When the first explosions went off near the Stade De France where a friendly soccer international was under way most of the attendance had no idea that it was the start of a concerted attack. Not so though the security services however, which immediately whisked president Hollande out of the crowd and away to take command of the military response. The attack on the two cafe bars and the Bataclan Theatre quickly followed; was it just a coincidence that all this happened on Friday the 13th? Just as the world trade center was taken down on the date, 9/11, that is also the telephone number for reporting emergencies? Coincidence or not, this was France's 9/11; the attack on Charlie Hebdo was targeted at the staff, mainly cartoonists, who drew characteurs of the prophet Mohammad, but the attacks on a crowded theatre where the Californian heavy metal band The Angels Of Death Metal was performing, a football crowd, a number of cafe bars that are such a feature of Parisian street life were, like the destruction of the Twin Towers, indiscriminate attacks on the whole society, not on any individuals.
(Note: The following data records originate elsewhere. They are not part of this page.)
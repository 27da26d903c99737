//! ApplyActionHandler - Command handler for recording one action in a live set.

use std::sync::Arc;

use tracing::{debug, warn};

use crate::domain::foundation::SetId;
use crate::domain::set::{Set, SetError};
use crate::domain::statistics::ActionCode;
use crate::ports::SetRepository;

/// Command to record an action code against a set.
#[derive(Debug, Clone)]
pub struct ApplyActionCommand {
    pub set_id: SetId,
    pub action_code: String,
}

/// Result of a recorded action.
#[derive(Debug, Clone)]
pub struct ApplyActionResult {
    pub set: Set,
    pub action: ActionCode,
}

/// Handler for recording actions.
pub struct ApplyActionHandler {
    repository: Arc<dyn SetRepository>,
}

impl ApplyActionHandler {
    pub fn new(repository: Arc<dyn SetRepository>) -> Self {
        Self { repository }
    }

    pub async fn handle(&self, cmd: ApplyActionCommand) -> Result<ApplyActionResult, SetError> {
        // 1. Load
        let mut set = self
            .repository
            .find_by_id(&cmd.set_id)
            .await?
            .ok_or_else(|| SetError::not_found(cmd.set_id))?;
        let read_at = *set.last_update();

        // 2. Apply
        let action = set.apply_action(&cmd.action_code)?;

        // 3. Persist against the state we read
        if let Err(err) = self.repository.update(&set, &read_at).await {
            warn!(set_id = %cmd.set_id, action = %action, error = %err, "action write rejected");
            return Err(err.into());
        }

        let (team, opponent) = set.score();
        debug!(set_id = %cmd.set_id, action = %action, team, opponent, "action recorded");
        Ok(ApplyActionResult { set, action })
    }
}
//! In-memory adapters - Process-local repository implementations.
//!
//! Used by tests and local development. Compare-and-swap checks run under
//! the same write lock as the write itself.

mod game_repository;
mod set_repository;

pub use game_repository::InMemoryGameRepository;
pub use set_repository::InMemorySetRepository;
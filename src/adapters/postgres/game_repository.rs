//! PostgreSQL implementation of GameRepository.
//!
//! Recorded sets are stored as a `UUID[]` column in play order; the started
//! but unrecorded set lives in the nullable `live_set_id`.

use async_trait::async_trait;
use sqlx::postgres::PgRow;
use sqlx::{PgPool, Row};
use uuid::Uuid;

use super::set_repository::parse_side;
use crate::domain::foundation::{DomainError, GameId, SetId, Timestamp};
use crate::domain::game::Game;
use crate::ports::GameRepository;

/// PostgreSQL implementation of GameRepository.
#[derive(Clone)]
pub struct PostgresGameRepository {
    pool: PgPool,
}

impl PostgresGameRepository {
    /// Creates a new PostgresGameRepository.
    pub fn new(pool: PgPool) -> Self {
        Self { pool }
    }

    async fn exists(&self, id: &GameId) -> Result<bool, DomainError> {
        let result: (i64,) = sqlx::query_as("SELECT COUNT(*) FROM games WHERE id = $1")
            .bind(id.as_uuid())
            .fetch_one(&self.pool)
            .await
            .map_err(|e| DomainError::database("Failed to check game existence", e))?;

        Ok(result.0 > 0)
    }
}

#[async_trait]
impl GameRepository for PostgresGameRepository {
    async fn save(&self, game: &Game) -> Result<(), DomainError> {
        sqlx::query(
            r#"
            INSERT INTO games (
                id, opponent, best_of, set_ids, live_set_id, team_sets_won,
                opponent_sets_won, is_active, winner, created_at, last_update
            ) VALUES ($1, $2, $3, $4, $5, $6, $7, $8, $9, $10, $11)
            "#,
        )
        .bind(game.id().as_uuid())
        .bind(game.opponent())
        .bind(i16::from(game.best_of()))
        .bind(set_id_list(game))
        .bind(game.live_set().map(|id| *id.as_uuid()))
        .bind(i16::from(game.team_sets_won()))
        .bind(i16::from(game.opponent_sets_won()))
        .bind(game.is_active())
        .bind(game.winner().map(|s| s.as_str()))
        .bind(game.created_at().as_datetime())
        .bind(game.last_update().as_datetime())
        .execute(&self.pool)
        .await
        .map_err(|e| DomainError::database("Failed to insert game", e))?;

        Ok(())
    }

    async fn update(
        &self,
        game: &Game,
        expected_last_update: &Timestamp,
    ) -> Result<(), DomainError> {
        let result = sqlx::query(
            r#"
            UPDATE games SET
                set_ids = $2,
                live_set_id = $3,
                team_sets_won = $4,
                opponent_sets_won = $5,
                is_active = $6,
                winner = $7,
                last_update = $8
            WHERE id = $1 AND last_update = $9
            "#,
        )
        .bind(game.id().as_uuid())
        .bind(set_id_list(game))
        .bind(game.live_set().map(|id| *id.as_uuid()))
        .bind(i16::from(game.team_sets_won()))
        .bind(i16::from(game.opponent_sets_won()))
        .bind(game.is_active())
        .bind(game.winner().map(|s| s.as_str()))
        .bind(game.last_update().as_datetime())
        .bind(expected_last_update.as_datetime())
        .execute(&self.pool)
        .await
        .map_err(|e| DomainError::database("Failed to update game", e))?;

        if result.rows_affected() == 0 {
            if self.exists(game.id()).await? {
                return Err(DomainError::stale_write("Game", game.id()));
            }
            return Err(DomainError::game_not_found(game.id()));
        }

        Ok(())
    }

    async fn find_by_id(&self, id: &GameId) -> Result<Option<Game>, DomainError> {
        let row = sqlx::query(
            r#"
            SELECT id, opponent, best_of, set_ids, live_set_id, team_sets_won,
                   opponent_sets_won, is_active, winner, created_at, last_update
            FROM games
            WHERE id = $1
            "#,
        )
        .bind(id.as_uuid())
        .fetch_optional(&self.pool)
        .await
        .map_err(|e| DomainError::database("Failed to fetch game", e))?;

        row.map(row_to_game).transpose()
    }
}

fn set_id_list(game: &Game) -> Vec<Uuid> {
    game.set_ids().iter().map(|id| *id.as_uuid()).collect()
}

fn small_count(column: &str, value: i16) -> Result<u8, DomainError> {
    u8::try_from(value)
        .map_err(|e| DomainError::database(&format!("Invalid {} {}", column, value), e))
}

fn row_to_game(row: PgRow) -> Result<Game, DomainError> {
    let get_err = |e: sqlx::Error| DomainError::database("Failed to read game row", e);

    let id: Uuid = row.try_get("id").map_err(get_err)?;
    let opponent: String = row.try_get("opponent").map_err(get_err)?;
    let best_of: i16 = row.try_get("best_of").map_err(get_err)?;
    let set_ids: Vec<Uuid> = row.try_get("set_ids").map_err(get_err)?;
    let live_set_id: Option<Uuid> = row.try_get("live_set_id").map_err(get_err)?;
    let team_sets_won: i16 = row.try_get("team_sets_won").map_err(get_err)?;
    let opponent_sets_won: i16 = row.try_get("opponent_sets_won").map_err(get_err)?;
    let is_active: bool = row.try_get("is_active").map_err(get_err)?;
    let winner: Option<String> = row.try_get("winner").map_err(get_err)?;
    let created_at: chrono::DateTime<chrono::Utc> = row.try_get("created_at").map_err(get_err)?;
    let last_update: chrono::DateTime<chrono::Utc> =
        row.try_get("last_update").map_err(get_err)?;

    Ok(Game::reconstitute(
        GameId::from_uuid(id),
        opponent,
        small_count("best_of", best_of)?,
        set_ids.into_iter().map(SetId::from_uuid).collect(),
        live_set_id.map(SetId::from_uuid),
        small_count("team_sets_won", team_sets_won)?,
        small_count("opponent_sets_won", opponent_sets_won)?,
        is_active,
        winner.as_deref().map(parse_side).transpose()?,
        Timestamp::from_datetime(created_at),
        Timestamp::from_datetime(last_update),
    ))
}
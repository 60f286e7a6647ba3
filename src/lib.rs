pub mod cli;
pub mod core;
pub mod providers;

use crate::core::config::AppConfig;
use crate::core::{ConversionEngine, QuoteGateway};
use crate::providers::{FxRatesGateway, ProbeConnectivityMonitor};
use anyhow::Result;
use std::sync::Arc;
use tracing::{debug, info};

pub enum AppCommand {
    Convert(cli::convert::ConvertRequest),
    Interactive,
    Currencies,
}

pub async fn run_command(command: AppCommand, config_path: Option<&str>) -> Result<()> {
    match command {
        AppCommand::Currencies => {
            cli::currencies::run();
            Ok(())
        }
        AppCommand::Convert(request) => {
            let (_, gateway, monitor) = build_services(config_path)?;
            cli::convert::run(gateway, &monitor, request).await
        }
        AppCommand::Interactive => {
            let (config, gateway, monitor) = build_services(config_path)?;
            let options = config.engine.to_options()?;
            let convert_on_edit = options.debounce.is_none();
            let engine = ConversionEngine::spawn(gateway, &monitor, options);
            cli::interactive::run(engine, convert_on_edit).await
        }
    }
}

fn build_services(
    config_path: Option<&str>,
) -> Result<(AppConfig, Arc<dyn QuoteGateway>, ProbeConnectivityMonitor)> {
    info!("xfx starting...");
    let config = match config_path {
        Some(path) => AppConfig::load_from_path(path)?,
        None => AppConfig::load()?,
    };
    debug!("Loaded config: {config:#?}");

    let gateway: Arc<dyn QuoteGateway> = Arc::new(FxRatesGateway::new(&config.gateway)?);
    let monitor =
        ProbeConnectivityMonitor::for_base_url(&config.gateway.base_url, &config.connectivity)?;
    Ok((config, gateway, monitor))
}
The fact that a large number of non French-British, Americans, Chileans, Spanish, Algerians, Portuguese, Romanians, Tunisians, Irish, Belgians and no doubt others- killed and injured underlines the fact that when these terrorists strike, they don't make distinctions between nationalities.
London and Madrid understand the pains of fighting an invisible war against lone rogue religions extremists. Now we must accept that opening our gates out of goodness may have let a wolf in amongst the lambs. Our future remains uncertain but the path we chose can be easily defined by our values of self worth. As Europeans and as Westerners we must stand united and strong and push forward regardless. Greater surveillance and stronger internet monitoring of forums and conversations between attackers and their support network can help. Despite George Orwell's greatest fears. The Islamic community must recognize and reveal their own extremist members to protect not only the values of their own faith but also the futures of their innocent men and woman and children as well as ours. Earlier this year I live reported to millions on the actions of one lone gun man Islamic extremist when he struck my former home in Chattanooga, Tennessee killing American service men. This time I missed the Parisian attacks by a matter of days. How many more terrorist atrocities have to happen in places we live and love that are getting closer and closer to home.